## DATA FOR REVIEW
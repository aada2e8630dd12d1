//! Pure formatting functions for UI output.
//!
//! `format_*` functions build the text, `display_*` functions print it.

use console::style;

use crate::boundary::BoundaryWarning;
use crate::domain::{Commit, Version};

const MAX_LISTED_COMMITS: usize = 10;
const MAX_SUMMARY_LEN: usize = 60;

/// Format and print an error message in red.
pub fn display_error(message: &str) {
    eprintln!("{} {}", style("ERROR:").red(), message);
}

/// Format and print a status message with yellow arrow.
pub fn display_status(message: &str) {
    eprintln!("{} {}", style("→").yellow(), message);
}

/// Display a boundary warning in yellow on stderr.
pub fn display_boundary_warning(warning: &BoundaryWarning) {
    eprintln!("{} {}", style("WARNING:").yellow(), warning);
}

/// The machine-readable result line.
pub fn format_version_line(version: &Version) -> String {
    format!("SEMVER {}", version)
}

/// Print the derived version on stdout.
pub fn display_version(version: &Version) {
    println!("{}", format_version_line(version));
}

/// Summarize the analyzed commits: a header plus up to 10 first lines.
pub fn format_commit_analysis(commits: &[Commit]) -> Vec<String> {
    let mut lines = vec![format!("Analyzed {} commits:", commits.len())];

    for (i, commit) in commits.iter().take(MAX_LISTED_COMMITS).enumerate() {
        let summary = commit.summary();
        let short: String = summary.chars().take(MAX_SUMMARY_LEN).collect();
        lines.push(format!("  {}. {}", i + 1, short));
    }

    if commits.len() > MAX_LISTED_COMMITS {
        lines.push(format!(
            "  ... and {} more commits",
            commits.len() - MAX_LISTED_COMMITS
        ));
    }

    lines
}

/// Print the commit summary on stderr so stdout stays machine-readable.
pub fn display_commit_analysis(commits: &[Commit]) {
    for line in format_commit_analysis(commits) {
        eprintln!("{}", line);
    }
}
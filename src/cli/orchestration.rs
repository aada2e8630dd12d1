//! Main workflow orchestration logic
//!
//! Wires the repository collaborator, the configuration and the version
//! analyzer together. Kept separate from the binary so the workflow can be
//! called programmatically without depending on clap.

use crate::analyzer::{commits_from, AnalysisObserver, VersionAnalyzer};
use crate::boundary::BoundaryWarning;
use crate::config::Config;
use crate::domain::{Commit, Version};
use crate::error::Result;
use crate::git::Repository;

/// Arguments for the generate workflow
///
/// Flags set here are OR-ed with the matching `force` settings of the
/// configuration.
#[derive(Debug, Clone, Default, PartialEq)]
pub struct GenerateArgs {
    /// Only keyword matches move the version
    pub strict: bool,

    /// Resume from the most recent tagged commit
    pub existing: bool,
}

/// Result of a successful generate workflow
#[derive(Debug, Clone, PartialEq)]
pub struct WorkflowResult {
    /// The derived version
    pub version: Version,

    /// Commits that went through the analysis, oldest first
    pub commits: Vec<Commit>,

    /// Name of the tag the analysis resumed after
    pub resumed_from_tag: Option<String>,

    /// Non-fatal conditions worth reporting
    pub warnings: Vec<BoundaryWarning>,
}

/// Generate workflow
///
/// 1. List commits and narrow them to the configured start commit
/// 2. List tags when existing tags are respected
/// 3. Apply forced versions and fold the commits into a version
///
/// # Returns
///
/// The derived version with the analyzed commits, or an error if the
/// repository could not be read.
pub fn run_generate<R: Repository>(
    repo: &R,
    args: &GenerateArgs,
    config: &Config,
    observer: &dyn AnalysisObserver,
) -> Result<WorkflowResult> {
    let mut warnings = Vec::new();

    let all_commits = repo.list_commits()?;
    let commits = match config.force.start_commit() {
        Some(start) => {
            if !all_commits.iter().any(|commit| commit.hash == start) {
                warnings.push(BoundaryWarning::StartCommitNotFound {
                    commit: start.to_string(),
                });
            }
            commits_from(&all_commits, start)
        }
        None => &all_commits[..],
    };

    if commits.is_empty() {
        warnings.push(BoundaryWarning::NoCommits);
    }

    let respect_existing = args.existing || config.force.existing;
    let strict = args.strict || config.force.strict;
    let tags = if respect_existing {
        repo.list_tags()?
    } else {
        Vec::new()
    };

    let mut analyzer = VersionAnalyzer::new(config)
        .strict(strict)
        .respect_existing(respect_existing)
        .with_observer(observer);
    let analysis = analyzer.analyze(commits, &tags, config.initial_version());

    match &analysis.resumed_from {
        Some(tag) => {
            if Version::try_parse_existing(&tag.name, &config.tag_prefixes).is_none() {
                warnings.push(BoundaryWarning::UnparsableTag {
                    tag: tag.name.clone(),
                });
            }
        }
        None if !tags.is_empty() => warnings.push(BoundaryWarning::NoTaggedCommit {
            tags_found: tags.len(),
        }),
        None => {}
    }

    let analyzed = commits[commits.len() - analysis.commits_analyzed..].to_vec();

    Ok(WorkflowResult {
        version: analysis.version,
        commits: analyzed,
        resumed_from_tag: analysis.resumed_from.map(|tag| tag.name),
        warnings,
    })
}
---
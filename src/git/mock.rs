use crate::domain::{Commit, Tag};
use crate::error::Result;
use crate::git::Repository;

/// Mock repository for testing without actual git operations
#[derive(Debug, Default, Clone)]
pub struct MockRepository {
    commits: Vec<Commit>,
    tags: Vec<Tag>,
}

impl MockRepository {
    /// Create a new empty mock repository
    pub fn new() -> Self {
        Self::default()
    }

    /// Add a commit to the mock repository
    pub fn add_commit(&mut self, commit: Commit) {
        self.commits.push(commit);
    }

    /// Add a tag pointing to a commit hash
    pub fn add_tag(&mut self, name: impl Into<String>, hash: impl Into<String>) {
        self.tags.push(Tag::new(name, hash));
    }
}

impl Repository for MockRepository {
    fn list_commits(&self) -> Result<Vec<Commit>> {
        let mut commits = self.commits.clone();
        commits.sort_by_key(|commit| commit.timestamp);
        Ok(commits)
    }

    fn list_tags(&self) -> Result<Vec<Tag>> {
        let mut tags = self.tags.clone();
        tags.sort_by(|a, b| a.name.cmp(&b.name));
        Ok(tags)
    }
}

## DIRECTIONS FOR THIS TASK
When you find a line in the records that contains the word "GenerateArgs", copy it.

## EXERCISE SOLUTION
pub struct GenerateArgs {
    args: &GenerateArgs,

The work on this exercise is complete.